With recent advances in artificial intelligence (AI), fully automated approaches to quantify volumetric body composition from cross-sectional imaging studies have become feasible. In contrast to other techniques, such as dual-energy X-ray absorptiometry, ultrasound, or superficial estimates (3D surface scanning or waist circumference), MRI may provide a more comprehensive estimate of an individual's body composition. This includes the capability to better characterise different tissue types (e.g., subdivide fat compartments and characterise muscle quality) and reflect their distribution within the body. In addition, an automated volumetric MRI approach may provide a more accurate estimate of an individual's body composition than the currently widely used single-slice area approach at the third lumbar vertebra, as it captures the full three-dimensional structure of the body rather than relying on a single cross-sectional slice.7, 8, 9, 10, 11
In this proof-of-concept study, we developed and tested a fully automated deep learning framework to estimate volumetric body composition defined as subcutaneous and visceral adipose tissue (SAT and VAT), skeletal muscle (SM), SM fat fraction (SMFF), and intramuscular adipose tissue (IMAT) from whole-body MRI studies across different sites, scanner types, and field strengths. We then tested whether these body composition measures were associated with all-cause mortality beyond traditional clinical risk factors in over 30,000 individuals from the UK Biobank (UKBB). Finally, we compared our framework to the commonly used method of estimating body composition from a single-slice area.12,13
Methods
Data sources
This study used data from two large population-based cohort studies: (i) the UK Biobank (UKBB, age range 45–84 years) and (ii) the NAKO Gesundheitsstudie/German National Cohort (NAKO, age range 40–75 years).14,15 Both studies collected detailed clinical information and acquired a comprehensive MR imaging protocol in a subgroup of participants, including an axial oriented whole-body T1-weighted 3D VIBE two-point Dixon sequence, which was used for body composition quantification in this study. Detailed information on the data sources is provided in Supplemental Methods.
Ethics
Informed consent was obtained from all participants in the UK Biobank and the German National Cohort study. In addition, we received local IRB approval (IRB of the University of Freiburg: 23-1316-S1-retro and 24-1099-S1-retro).

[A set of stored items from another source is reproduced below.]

#[cfg(test)]
mod tests {
    use super::*;
    use crate::command::testing::RecordingRunner;
    use crate::context::testing::context;
    use crate::interface::Headless;
    use std::sync::Arc;

    fn ext3(ctx: &StorageContext) -> FilesystemType {
        ctx.registry.get("ext3").unwrap().clone()
    }

    #[test]
    fn pseudo_filesystems_are_seeded() {
        let runner = Arc::new(RecordingRunner::new());
        let ctx = context(runner);
        let set = FileSystemSet::new(&ctx.registry).unwrap();

        let mountpoints: Vec<_> = set
            .entries()
            .iter()
            .map(|e| e.mountpoint.as_deref().unwrap())
            .collect();
        assert_eq!(mountpoints, vec!["/dev/pts", "/dev/shm", "/proc", "/sys"]);
    }

    #[test]
    fn entries_sort_by_mountpoint_and_replace() {
        let runner = Arc::new(RecordingRunner::new());
        let ctx = context(runner);
        let mut set = FileSystemSet::new(&ctx.registry).unwrap();

        let swap = ctx.registry.get("swap").unwrap().clone();
        set.add(FileSystemSetEntry::new(Device::partition("sda3"), Some("/home"), ext3(&ctx)));
        set.add(FileSystemSetEntry::new(Device::partition("sda1"), Some("/"), ext3(&ctx)));
        set.add(FileSystemSetEntry::new(Device::partition("sda2"), None, swap));
        set.add(FileSystemSetEntry::new(Device::partition("sdb1"), Some("/home"), ext3(&ctx)));

        let order: Vec<_> = set.entries().iter().map(|e| e.device.display_name()).collect();
        assert_eq!(order, vec!["sda2", "sda1", "devpts", "tmpfs", "sdb1", "proc", "sysfs"]);
        assert_eq!(set.get("/home").unwrap().device.display_name(), "sdb1");

        assert!(set.remove("/home").is_some());
        assert!(set.get("/home").is_none());
    }

    #[test]
    fn fsck_columns() {
        let runner = Arc::new(RecordingRunner::new());
        let ctx = context(runner);
        let root = FileSystemSetEntry::new(Device::partition("sda1"), Some("/"), ext3(&ctx));
        let home = FileSystemSetEntry::new(Device::partition("sda2"), Some("/home"), ext3(&ctx));
        let swap = FileSystemSetEntry::new(
            Device::partition("sda3"),
            None,
            ctx.registry.get("swap").unwrap().clone(),
        );

        assert_eq!((root.fsck_pass(), root.fsck_order()), (1, 1));
        assert_eq!((home.fsck_pass(), home.fsck_order()), (1, 2));
        assert_eq!((swap.fsck_pass(), swap.fsck_order()), (0, 0));
    }

    #[test]
    fn labels_avoid_surviving_filesystems() {
        let runner = Arc::new(RecordingRunner::new());
        let ctx = context(runner);
        let mut set = FileSystemSet::new(&ctx.registry).unwrap();

        set.add(FileSystemSetEntry::new(Device::partition("sda1"), Some("/"), ext3(&ctx)).formatted(true));
        set.add(
            FileSystemSetEntry::new(Device::partition("sda2"), None, ctx.registry.get("swap").unwrap().clone())
                .formatted(true),
        );
        set.add(FileSystemSetEntry::new(Device::partition("sdb1"), Some("/home"), ext3(&ctx)).with_label("/home"));

        set.assign_labels(vec!["/"]);

        assert_eq!(set.get("/").unwrap().label.as_deref(), Some("/1"));
        assert_eq!(set.get("/home").unwrap().label.as_deref(), Some("/home"));
        let swap = set.entries().iter().find(|e| e.kind.is_swap()).unwrap();
        assert_eq!(swap.label.as_deref(), Some("SWAP-sda2"));
    }

    #[test]
    fn formatting_runs_in_order_and_labels() {
        let runner = Arc::new(RecordingRunner::new());
        let ctx = context(runner.clone());
        let mut set = FileSystemSet::new(&ctx.registry).unwrap();

        set.add(
            FileSystemSetEntry::new(Device::partition("sda2"), Some("/home"), ext3(&ctx))
                .formatted(true)
                .with_label("/home"),
        );
        set.add(FileSystemSetEntry::new(Device::partition("sda1"), Some("/"), ext3(&ctx)).formatted(true));
        set.add(FileSystemSetEntry::new(Device::partition("sda3"), Some("/srv"), ext3(&ctx)));

        set.make_filesystems(&ctx, &Headless::default()).unwrap();

        assert_eq!(
            runner.lines(),
            vec![
                "mke2fs -t ext3 /dev/sda1",
                "tune2fs -c0 -i0 -O dir_index /dev/sda1",
                "mke2fs -t ext3 /dev/sda2",
                "tune2fs -c0 -i0 -O dir_index /dev/sda2",
                "e2label /dev/sda2 /home",
            ]
        );
        assert_eq!(set.get("/").unwrap().state(), EntryState::Formatted);
        assert_eq!(set.get("/srv").unwrap().state(), EntryState::Unformatted);
    }

    #[test]
    fn first_format_failure_aborts_the_batch() {
        let runner = Arc::new(RecordingRunner::new());
        runner.respond("mke2fs -t ext3 /dev/sda1", 1, "");
        let ctx = context(runner.clone());
        let mut set = FileSystemSet::new(&ctx.registry).unwrap();

        set.add(FileSystemSetEntry::new(Device::partition("sda1"), Some("/"), ext3(&ctx)).formatted(true));
        set.add(FileSystemSetEntry::new(Device::partition("sda2"), Some("/home"), ext3(&ctx)).formatted(true));

        match set.make_filesystems(&ctx, &Headless::default()) {
            Err(OperationError::Command { program, .. }) => assert_eq!(program, "mke2fs"),
            other => panic!("expected a command failure, got {:?}", other),
        }

        assert_eq!(runner.lines(), vec!["mke2fs -t ext3 /dev/sda1"]);
    }

    fn migrating_set(ctx: &StorageContext) -> FileSystemSet {
        let mut set = FileSystemSet::new(&ctx.registry).unwrap();
        let mut entry = FileSystemSetEntry::new(Device::partition("sda1"), Some("/"), ext3(ctx));
        entry.migrate = true;
        entry.origfstype = Some(ctx.registry.get("ext2").unwrap().clone());
        set.add(entry);
        set
    }

    #[test]
    fn missing_journal_can_be_skipped() {
        let runner = Arc::new(RecordingRunner::new());
        runner.respond("dumpe2fs", 0, "Filesystem features:      ext_attr\n");
        let ctx = context(runner.clone());
        let mut set = migrating_set(&ctx);

        set.migrate_filesystems(&ctx, &Headless { answer: true }).unwrap();

        let root = set.get("/").unwrap();
        assert_eq!(root.kind.name, "ext2");
        assert!(!root.migrate);
        assert_eq!(runner.lines(), vec!["tune2fs -j /dev/sda1", "dumpe2fs -h /dev/sda1"]);
    }

    #[test]
    fn missing_journal_can_cancel() {
        let runner = Arc::new(RecordingRunner::new());
        runner.respond("dumpe2fs", 0, "Filesystem features:      ext_attr\n");
        let ctx = context(runner);
        let mut set = migrating_set(&ctx);

        match set.migrate_filesystems(&ctx, &Headless { answer: false }) {
            Err(OperationError::Cancelled) => (),
            other => panic!("expected cancellation, got {:?}", other),
        }
    }

    #[test]
    fn journalled_migration_succeeds() {
        let runner = Arc::new(RecordingRunner::new());
        runner.respond("dumpe2fs", 0, "Filesystem features:      has_journal ext_attr\n");
        let ctx = context(runner);
        let mut set = migrating_set(&ctx);

        set.migrate_filesystems(&ctx, &Headless::default()).unwrap();
        let root = set.get("/").unwrap();
        assert_eq!(root.kind.name, "ext3");
        assert_eq!(root.state(), EntryState::Formatted);
    }

    #[test]
    fn bad_blocks_stop_the_install() {
        let runner = Arc::new(RecordingRunner::new());
        runner.respond("badblocks", 0, "Pass completed, 2 bad blocks found. (2/0/0 errors)\n");
        let ctx = context(runner.clone());
        let mut set = FileSystemSet::new(&ctx.registry).unwrap();

        let mut clean = FileSystemSetEntry::new(Device::partition("sda1"), Some("/"), ext3(&ctx));
        clean.badblocks = true;
        let mut unchecked = FileSystemSetEntry::new(Device::partition("sda2"), Some("/var"), ext3(&ctx));
        unchecked.badblocks = false;
        set.add(clean);
        set.add(unchecked);

        match set.check_badblocks(&ctx, &Headless::default()) {
            Err(OperationError::BadBlocks { device, count }) => {
                assert_eq!(device, "sda1");
                assert_eq!(count, 2);
            }
            other => panic!("expected bad blocks, got {:?}", other),
        }

        assert_eq!(runner.lines(), vec!["badblocks -vv /dev/sda1"]);
    }

    #[test]
    fn volume_groups_materialize_first() {
        use crate::devices::{LogicalVolumeDevice, VolumeGroupDevice};

        let runner = Arc::new(RecordingRunner::new());
        let ctx = context(runner.clone());
        let mut set = FileSystemSet::new(&ctx.registry).unwrap();

        let vg = VolumeGroupDevice::new("VolGroup00", vec![Device::partition("sda2")], 32768, false);
        let lv = LogicalVolumeDevice::new(Arc::new(vg.clone()), "LogVol00", 1024, false);

        set.add(FileSystemSetEntry::new(Device::LogicalVolume(lv), Some("/"), ext3(&ctx)));
        set.add(FileSystemSetEntry::new(
            Device::VolumeGroup(vg),
            None,
            ctx.registry.get("volume group (LVM)").unwrap().clone(),
        ));

        set.materialize_devices(&ctx).unwrap();

        let lines = runner.lines();
        assert_eq!(lines.last().unwrap(), "lvm lvcreate -v -L 1024M -n LogVol00 -An VolGroup00");
        assert!(lines.iter().any(|line| line.starts_with("lvm vgcreate")));
    }

    #[test]
    fn swap_is_enabled_from_the_host() {
        let runner = Arc::new(RecordingRunner::new());
        let ctx = context(runner.clone());
        let root = crate::context::testing::scratch_dir("swap-root");
        let swap = ctx.registry.get("swap").unwrap().clone();

        let mut set = FileSystemSet::new(&ctx.registry).unwrap();
        set.entries.retain(|entry| !entry.kind.is_pseudo());
        set.add(FileSystemSetEntry::new(Device::partition("vdz9"), None, swap.clone()));
        set.add(FileSystemSetEntry::new(
            Device::SwapFile(crate::devices::SwapFileDevice::new(Path::new("/swapfile"), 1)),
            None,
            swap,
        ));

        set.mount_filesystems(&ctx, &Headless::default(), &root).unwrap();

        let swapfile = root.join("swapfile");
        let lines = runner.lines();
        assert!(lines.contains(&"swapon /dev/vdz9".to_owned()), "{:?}", lines);
        assert!(lines.contains(&format!("swapon {}", swapfile.display())), "{:?}", lines);
        assert!(swapfile.exists());
        assert!(!root.join("dev").exists());

        set.umount_filesystems(&ctx, &root).unwrap();
        let lines = runner.lines();
        assert!(lines.contains(&"swapoff /dev/vdz9".to_owned()), "{:?}", lines);
        assert!(lines.contains(&format!("swapoff {}", swapfile.display())), "{:?}", lines);
        assert!(set.entries().iter().all(|entry| entry.state() == EntryState::Unmounted));
    }

    #[test]
    fn unmounting_deactivates_stacks_top_down() {
        use crate::devices::{LogicalVolumeDevice, RaidDevice, VolumeGroupDevice};
        use crate::raid::RaidLevel;

        let runner = Arc::new(RecordingRunner::new());
        let ctx = context(runner.clone());
        let root = crate::context::testing::scratch_dir("stack-root");

        let members = vec![Device::partition("vdz1"), Device::partition("vdz2")];
        let md0 = Device::Raid(RaidDevice::new(0, RaidLevel::Raid1, members, 0, None, false));
        let vg = VolumeGroupDevice::new("VolGroup00", vec![md0], 32768, false);
        let lv = LogicalVolumeDevice::new(Arc::new(vg.clone()), "LogVol00", 480, false);

        let mut set = FileSystemSet::new(&ctx.registry).unwrap();
        set.entries.retain(|entry| !entry.kind.is_pseudo());
        set.add(FileSystemSetEntry::new(
            Device::VolumeGroup(vg),
            None,
            ctx.registry.get("volume group (LVM)").unwrap().clone(),
        ));
        set.add(FileSystemSetEntry::new(
            Device::LogicalVolume(lv),
            None,
            ctx.registry.get("swap").unwrap().clone(),
        ));

        set.materialize_devices(&ctx).unwrap();
        set.mount_filesystems(&ctx, &Headless::default(), &root).unwrap();
        let mounted = runner.calls().len();

        set.umount_filesystems(&ctx, &root).unwrap();
        assert_eq!(
            runner.lines()[mounted..].to_vec(),
            vec![
                "swapoff /dev/VolGroup00/LogVol00",
                "lvm lvchange -an VolGroup00/LogVol00",
                "lvm vgchange -an VolGroup00",
                "mdadm --stop /dev/md0",
            ]
        );
        assert!(!ctx.minors.in_use(0));

        // Nothing is left to deactivate.
        set.umount_filesystems(&ctx, &root).unwrap();
        assert_eq!(runner.calls().len(), mounted + 4);
    }
}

Overview of the study design
The primary aim of this study was to develop and test a deep learning model to automatically quantify volumetric body composition from whole-body MR imaging and investigate their prognostic value to predict mortality in a large sample of a Western population (UKBB). Additional aims were to compare the proposed volumetric whole-body approach to the currently established single-slice area approach on the height of the L3 vertebra and to investigate the correlation between volumetric whole-body and single-slice area body composition measures on the level of each vertebral body (UKBB and NAKO).9,16,17
For the survival analysis, the continuous body composition measures were categorised into groups (≥upper 10th percentile, middle 10–90th percentile, and low <10th percentile). To reduce overfitting, these thresholds were defined in the NAKO and then applied to the UKBB for all further analysis. The NAKO data was also used to replicate the correlation analysis between volumetric whole-body vs. single-slice body composition areas performed in the UKBB. An overview of the study design is provided in Fig. 1.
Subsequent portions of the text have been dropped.